Records provided: Begin

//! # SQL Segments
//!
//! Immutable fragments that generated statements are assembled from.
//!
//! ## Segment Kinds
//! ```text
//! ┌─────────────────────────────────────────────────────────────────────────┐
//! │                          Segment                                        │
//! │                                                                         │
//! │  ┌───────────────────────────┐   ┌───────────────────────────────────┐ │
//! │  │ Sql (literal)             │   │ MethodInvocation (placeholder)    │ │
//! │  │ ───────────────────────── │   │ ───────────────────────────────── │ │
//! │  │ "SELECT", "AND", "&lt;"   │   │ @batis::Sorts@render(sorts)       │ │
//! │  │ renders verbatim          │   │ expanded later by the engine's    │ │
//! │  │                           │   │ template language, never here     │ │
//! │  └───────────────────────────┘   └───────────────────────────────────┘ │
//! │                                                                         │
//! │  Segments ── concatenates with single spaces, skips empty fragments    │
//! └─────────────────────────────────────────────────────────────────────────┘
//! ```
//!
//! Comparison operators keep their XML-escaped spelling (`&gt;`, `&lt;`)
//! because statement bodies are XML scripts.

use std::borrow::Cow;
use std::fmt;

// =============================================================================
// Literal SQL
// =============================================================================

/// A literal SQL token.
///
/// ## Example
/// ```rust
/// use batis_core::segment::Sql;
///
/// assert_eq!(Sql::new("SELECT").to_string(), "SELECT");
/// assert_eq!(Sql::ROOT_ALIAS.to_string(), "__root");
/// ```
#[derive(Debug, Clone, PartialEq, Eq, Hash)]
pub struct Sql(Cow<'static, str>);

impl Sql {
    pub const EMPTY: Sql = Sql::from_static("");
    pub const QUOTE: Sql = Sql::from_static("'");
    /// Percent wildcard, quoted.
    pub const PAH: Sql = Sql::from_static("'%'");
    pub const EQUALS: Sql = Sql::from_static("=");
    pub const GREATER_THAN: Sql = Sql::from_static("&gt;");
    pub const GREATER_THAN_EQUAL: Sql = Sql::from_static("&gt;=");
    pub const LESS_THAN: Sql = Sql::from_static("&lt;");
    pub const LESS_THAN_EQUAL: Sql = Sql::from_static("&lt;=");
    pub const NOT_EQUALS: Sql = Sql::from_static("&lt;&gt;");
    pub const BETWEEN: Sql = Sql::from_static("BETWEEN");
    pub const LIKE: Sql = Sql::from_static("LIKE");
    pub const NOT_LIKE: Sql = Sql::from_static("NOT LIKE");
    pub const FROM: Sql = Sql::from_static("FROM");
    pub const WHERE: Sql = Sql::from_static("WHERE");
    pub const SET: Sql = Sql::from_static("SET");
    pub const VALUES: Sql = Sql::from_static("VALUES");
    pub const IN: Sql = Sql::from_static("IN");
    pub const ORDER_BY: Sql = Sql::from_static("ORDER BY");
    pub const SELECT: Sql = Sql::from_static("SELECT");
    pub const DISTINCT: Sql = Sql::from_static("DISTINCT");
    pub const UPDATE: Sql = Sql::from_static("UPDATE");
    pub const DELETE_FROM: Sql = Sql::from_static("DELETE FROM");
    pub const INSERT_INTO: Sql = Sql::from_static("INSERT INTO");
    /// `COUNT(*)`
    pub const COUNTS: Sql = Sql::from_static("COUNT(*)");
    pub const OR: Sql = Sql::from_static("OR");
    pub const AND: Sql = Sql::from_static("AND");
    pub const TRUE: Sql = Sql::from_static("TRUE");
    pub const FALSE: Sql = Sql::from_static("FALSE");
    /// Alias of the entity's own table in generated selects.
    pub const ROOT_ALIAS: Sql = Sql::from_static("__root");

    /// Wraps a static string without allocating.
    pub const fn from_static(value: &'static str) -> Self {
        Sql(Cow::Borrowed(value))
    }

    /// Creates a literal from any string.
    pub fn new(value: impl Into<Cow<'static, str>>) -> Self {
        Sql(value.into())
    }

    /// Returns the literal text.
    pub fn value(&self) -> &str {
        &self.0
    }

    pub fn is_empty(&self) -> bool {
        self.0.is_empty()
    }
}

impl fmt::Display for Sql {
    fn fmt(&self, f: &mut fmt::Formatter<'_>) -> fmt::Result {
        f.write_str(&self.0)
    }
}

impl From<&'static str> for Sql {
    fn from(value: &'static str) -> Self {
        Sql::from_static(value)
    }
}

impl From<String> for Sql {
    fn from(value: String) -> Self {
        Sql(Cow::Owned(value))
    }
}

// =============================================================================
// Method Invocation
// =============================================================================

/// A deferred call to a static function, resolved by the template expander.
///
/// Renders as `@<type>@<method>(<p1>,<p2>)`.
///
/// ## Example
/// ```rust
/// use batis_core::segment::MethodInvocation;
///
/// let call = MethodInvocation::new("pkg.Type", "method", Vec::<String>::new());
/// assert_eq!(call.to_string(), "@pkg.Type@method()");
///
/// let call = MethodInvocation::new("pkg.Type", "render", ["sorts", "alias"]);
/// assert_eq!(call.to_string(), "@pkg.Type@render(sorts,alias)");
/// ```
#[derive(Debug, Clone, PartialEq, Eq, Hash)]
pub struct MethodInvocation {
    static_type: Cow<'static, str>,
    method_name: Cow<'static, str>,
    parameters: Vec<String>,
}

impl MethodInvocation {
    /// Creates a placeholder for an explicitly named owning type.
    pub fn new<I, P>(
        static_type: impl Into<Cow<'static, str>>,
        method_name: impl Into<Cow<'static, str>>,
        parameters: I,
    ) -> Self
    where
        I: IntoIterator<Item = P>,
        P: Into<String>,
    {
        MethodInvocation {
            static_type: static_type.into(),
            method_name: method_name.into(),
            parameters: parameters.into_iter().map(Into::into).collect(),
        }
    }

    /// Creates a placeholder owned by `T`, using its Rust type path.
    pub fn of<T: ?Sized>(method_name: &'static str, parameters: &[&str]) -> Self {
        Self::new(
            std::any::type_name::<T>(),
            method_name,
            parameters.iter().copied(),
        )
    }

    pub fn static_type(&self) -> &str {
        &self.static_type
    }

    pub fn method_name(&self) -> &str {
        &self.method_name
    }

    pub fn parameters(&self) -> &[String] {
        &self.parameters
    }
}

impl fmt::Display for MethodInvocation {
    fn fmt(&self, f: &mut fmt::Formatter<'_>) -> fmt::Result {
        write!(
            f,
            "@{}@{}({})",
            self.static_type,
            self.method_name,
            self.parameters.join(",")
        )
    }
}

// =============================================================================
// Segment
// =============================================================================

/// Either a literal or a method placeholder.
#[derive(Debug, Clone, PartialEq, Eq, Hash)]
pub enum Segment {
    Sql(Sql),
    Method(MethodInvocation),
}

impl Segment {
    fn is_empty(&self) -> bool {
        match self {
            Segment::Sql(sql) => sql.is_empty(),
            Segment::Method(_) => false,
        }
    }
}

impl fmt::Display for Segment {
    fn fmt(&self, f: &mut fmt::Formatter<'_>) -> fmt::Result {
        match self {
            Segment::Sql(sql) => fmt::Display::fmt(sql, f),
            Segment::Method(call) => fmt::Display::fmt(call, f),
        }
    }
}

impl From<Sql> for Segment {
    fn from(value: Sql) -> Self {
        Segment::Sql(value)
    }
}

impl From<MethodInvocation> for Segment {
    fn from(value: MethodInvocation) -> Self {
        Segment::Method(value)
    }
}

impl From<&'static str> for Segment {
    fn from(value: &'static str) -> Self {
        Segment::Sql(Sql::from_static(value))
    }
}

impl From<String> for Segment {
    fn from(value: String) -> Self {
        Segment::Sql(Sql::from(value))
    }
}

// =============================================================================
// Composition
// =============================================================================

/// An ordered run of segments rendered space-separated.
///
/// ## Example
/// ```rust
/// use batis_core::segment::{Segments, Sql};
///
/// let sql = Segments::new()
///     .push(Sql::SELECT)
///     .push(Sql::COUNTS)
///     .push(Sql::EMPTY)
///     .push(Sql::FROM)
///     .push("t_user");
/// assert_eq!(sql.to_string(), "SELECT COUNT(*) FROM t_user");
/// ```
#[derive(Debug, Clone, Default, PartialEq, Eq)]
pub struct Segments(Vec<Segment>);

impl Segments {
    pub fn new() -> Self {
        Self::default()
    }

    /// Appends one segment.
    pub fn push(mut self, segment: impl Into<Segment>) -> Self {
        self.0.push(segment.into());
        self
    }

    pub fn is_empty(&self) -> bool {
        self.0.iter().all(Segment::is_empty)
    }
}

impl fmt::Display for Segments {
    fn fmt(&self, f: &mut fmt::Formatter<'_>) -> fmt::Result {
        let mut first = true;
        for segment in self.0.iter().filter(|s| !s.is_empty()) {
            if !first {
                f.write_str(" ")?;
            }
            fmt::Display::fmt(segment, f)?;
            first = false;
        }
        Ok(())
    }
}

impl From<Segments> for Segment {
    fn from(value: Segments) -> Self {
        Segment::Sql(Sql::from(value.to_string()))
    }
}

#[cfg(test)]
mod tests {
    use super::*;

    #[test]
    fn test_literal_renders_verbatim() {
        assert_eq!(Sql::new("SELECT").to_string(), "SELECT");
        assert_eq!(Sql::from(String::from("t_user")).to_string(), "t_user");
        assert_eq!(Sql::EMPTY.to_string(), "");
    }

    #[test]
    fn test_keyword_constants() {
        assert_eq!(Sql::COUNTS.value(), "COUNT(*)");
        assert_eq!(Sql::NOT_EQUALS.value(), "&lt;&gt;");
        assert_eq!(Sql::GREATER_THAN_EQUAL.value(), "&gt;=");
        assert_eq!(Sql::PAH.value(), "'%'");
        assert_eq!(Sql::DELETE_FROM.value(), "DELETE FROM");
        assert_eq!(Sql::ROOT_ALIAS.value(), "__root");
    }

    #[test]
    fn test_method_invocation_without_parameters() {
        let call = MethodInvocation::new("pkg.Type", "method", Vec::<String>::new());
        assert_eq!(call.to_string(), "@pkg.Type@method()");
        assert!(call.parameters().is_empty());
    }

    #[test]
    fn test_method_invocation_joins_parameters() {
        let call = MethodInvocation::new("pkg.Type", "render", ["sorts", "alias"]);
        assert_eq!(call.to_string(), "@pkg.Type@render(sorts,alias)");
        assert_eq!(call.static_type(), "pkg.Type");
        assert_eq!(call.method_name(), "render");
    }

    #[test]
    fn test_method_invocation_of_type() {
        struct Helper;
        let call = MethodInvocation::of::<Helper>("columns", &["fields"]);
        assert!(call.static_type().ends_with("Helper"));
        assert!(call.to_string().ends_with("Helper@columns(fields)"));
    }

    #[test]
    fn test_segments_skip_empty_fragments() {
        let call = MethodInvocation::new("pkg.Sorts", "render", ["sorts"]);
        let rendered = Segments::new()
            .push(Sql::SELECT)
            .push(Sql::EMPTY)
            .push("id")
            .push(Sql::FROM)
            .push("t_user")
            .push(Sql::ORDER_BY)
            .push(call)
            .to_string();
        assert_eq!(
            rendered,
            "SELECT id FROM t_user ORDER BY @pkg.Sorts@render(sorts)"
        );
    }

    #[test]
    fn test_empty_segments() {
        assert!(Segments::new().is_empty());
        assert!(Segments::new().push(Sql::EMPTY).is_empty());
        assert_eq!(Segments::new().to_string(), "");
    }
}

Records provided: End
Records provided: Begin

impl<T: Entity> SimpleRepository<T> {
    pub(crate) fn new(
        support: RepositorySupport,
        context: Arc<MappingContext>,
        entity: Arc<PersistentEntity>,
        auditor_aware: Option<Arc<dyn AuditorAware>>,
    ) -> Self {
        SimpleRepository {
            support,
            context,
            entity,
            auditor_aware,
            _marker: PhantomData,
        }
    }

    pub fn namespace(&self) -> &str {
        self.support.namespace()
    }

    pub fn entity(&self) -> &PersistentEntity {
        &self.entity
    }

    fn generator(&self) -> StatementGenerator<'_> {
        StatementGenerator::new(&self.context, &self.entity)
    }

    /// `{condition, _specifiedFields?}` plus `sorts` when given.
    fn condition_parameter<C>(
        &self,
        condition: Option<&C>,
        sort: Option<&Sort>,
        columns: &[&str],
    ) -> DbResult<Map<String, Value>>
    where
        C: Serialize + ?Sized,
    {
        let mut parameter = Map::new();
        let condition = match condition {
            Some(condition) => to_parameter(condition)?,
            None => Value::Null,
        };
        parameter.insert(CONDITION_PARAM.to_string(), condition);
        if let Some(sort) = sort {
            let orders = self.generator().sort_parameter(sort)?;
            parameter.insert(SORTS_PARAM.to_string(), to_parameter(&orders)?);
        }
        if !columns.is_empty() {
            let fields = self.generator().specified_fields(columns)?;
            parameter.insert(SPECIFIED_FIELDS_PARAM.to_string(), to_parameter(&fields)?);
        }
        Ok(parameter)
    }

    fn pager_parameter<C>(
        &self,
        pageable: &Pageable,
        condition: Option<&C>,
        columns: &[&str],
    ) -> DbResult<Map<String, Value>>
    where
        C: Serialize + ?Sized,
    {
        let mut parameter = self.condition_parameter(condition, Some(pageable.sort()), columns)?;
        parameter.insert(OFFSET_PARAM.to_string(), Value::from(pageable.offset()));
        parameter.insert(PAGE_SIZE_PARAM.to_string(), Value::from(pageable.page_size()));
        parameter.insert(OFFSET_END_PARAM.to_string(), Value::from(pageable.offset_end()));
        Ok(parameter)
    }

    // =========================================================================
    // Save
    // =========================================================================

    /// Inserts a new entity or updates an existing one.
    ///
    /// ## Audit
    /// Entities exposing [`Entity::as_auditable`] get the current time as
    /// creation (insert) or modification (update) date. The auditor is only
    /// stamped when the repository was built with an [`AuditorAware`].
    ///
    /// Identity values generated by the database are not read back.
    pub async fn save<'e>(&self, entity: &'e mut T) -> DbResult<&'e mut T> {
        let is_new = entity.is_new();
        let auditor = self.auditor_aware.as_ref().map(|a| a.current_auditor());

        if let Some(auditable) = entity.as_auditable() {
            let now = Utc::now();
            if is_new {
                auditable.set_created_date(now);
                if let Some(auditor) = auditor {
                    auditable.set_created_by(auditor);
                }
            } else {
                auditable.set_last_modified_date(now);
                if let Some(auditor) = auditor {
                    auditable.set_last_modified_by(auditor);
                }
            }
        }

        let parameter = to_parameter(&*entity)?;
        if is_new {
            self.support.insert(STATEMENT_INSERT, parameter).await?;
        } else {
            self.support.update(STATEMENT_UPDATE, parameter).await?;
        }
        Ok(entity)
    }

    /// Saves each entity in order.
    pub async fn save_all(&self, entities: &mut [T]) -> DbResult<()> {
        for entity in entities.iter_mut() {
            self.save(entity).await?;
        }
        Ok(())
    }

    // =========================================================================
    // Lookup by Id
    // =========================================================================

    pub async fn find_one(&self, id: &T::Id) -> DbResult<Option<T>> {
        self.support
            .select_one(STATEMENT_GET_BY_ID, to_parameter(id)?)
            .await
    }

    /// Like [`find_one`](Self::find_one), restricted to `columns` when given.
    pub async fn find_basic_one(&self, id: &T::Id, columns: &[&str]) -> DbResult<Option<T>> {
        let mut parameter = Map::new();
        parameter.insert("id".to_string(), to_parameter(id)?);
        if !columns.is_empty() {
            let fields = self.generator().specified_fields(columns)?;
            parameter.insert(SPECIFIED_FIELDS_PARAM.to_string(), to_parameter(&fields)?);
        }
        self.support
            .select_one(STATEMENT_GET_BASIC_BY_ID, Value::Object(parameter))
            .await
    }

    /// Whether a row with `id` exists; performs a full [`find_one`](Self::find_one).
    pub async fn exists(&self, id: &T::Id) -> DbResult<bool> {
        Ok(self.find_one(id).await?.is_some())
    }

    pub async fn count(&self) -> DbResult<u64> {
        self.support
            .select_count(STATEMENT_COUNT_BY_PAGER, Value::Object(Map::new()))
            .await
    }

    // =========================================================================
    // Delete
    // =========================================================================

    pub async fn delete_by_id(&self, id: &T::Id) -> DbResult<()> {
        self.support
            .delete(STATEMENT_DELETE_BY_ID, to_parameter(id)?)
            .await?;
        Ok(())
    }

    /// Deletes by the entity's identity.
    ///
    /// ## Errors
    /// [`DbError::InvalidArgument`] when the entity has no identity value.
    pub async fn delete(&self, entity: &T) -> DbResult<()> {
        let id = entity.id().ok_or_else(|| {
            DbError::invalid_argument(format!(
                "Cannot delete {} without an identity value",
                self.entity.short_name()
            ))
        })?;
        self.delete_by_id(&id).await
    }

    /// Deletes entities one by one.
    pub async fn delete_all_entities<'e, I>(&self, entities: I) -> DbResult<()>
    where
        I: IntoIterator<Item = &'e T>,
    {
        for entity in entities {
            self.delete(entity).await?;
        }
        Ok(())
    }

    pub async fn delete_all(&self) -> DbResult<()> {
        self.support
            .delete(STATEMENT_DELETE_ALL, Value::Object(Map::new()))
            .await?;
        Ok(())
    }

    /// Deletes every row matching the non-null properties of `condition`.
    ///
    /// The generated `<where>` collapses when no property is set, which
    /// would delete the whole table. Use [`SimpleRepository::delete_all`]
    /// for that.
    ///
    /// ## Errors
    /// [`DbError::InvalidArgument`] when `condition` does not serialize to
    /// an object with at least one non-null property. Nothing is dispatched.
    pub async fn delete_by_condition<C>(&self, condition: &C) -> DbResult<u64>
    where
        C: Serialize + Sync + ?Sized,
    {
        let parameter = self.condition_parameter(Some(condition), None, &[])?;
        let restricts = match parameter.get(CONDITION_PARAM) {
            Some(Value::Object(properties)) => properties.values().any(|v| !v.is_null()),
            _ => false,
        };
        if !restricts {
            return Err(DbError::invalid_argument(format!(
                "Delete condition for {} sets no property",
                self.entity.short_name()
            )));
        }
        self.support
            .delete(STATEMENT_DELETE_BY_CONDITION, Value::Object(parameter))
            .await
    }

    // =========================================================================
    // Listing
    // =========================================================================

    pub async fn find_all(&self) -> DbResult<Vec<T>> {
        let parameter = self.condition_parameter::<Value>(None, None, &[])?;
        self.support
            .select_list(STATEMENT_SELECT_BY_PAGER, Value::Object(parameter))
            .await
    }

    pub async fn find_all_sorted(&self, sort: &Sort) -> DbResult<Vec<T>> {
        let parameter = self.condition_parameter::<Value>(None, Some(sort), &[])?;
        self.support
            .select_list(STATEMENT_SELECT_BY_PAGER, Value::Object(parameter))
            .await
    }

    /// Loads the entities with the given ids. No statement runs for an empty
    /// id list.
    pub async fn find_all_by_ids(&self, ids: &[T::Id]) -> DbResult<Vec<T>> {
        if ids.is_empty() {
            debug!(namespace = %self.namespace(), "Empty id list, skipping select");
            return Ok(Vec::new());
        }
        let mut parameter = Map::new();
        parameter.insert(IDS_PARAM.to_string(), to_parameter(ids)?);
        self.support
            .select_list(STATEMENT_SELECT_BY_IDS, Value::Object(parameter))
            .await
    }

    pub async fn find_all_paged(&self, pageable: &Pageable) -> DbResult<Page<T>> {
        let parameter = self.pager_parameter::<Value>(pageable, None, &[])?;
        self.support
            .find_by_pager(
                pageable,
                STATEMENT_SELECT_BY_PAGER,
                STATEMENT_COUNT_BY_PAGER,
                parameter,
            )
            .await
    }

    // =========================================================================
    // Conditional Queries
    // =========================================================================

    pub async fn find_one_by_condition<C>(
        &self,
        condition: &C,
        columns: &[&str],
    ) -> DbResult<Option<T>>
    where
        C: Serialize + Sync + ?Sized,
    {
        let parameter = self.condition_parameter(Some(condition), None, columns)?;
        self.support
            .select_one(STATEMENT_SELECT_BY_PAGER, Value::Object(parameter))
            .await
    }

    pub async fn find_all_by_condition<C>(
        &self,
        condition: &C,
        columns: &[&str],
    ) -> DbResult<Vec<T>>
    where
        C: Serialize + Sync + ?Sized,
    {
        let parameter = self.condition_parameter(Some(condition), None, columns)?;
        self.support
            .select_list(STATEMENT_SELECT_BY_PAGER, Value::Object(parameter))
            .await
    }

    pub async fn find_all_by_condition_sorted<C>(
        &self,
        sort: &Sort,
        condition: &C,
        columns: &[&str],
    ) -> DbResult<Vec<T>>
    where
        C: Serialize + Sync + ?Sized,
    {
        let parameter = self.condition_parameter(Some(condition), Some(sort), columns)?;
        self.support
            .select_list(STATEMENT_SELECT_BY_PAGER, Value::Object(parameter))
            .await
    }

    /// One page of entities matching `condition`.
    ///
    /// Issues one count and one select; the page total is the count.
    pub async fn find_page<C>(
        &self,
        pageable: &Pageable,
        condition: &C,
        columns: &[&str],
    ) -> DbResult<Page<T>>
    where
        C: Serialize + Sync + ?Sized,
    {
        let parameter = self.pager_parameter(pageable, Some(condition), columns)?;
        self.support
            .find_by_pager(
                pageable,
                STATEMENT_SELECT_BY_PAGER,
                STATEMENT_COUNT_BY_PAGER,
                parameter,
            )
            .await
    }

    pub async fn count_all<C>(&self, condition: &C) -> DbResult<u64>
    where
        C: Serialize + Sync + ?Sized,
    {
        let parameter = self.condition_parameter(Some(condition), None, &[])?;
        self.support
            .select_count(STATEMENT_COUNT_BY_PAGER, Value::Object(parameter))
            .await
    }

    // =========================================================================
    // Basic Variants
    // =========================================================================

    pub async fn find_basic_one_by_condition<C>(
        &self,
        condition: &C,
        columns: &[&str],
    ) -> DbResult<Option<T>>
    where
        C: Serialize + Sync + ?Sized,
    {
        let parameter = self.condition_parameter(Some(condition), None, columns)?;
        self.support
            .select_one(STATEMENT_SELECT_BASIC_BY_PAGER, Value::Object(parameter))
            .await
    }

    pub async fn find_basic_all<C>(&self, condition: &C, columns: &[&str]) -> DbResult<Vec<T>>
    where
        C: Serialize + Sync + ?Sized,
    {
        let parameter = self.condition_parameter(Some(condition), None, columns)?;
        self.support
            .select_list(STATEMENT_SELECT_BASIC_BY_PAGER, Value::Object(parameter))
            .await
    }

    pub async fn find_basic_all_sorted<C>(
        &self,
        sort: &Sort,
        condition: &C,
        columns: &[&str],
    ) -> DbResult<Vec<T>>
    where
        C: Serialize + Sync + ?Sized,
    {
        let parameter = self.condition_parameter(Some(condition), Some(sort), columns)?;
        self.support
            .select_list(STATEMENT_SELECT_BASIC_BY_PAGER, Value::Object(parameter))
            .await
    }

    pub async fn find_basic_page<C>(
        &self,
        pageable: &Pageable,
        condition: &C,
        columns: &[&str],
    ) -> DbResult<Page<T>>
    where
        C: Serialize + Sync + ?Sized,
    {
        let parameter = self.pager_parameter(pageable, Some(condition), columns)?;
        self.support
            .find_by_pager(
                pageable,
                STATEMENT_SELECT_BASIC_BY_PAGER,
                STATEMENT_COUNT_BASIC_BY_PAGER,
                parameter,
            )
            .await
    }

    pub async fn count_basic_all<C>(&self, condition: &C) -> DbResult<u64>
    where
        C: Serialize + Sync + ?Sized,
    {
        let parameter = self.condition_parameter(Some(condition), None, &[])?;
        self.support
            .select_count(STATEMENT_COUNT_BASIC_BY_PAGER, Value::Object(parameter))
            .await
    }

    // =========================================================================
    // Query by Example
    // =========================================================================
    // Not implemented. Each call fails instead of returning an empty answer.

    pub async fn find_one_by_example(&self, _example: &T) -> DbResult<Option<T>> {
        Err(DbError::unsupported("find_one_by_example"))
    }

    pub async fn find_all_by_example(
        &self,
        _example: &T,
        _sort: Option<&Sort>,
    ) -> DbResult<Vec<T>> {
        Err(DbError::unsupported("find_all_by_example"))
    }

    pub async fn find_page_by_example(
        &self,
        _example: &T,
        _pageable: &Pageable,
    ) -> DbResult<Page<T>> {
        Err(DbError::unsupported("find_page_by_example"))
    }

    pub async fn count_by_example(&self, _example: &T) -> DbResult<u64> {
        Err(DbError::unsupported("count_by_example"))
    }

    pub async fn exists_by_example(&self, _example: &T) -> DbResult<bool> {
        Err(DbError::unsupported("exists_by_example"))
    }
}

Records provided: End

Directions — Which lines of the records above contain the word "rendered"? Report each one.

Written response —
/// An ordered run of segments rendered space-separated.
        let rendered = Segments::new()
            rendered,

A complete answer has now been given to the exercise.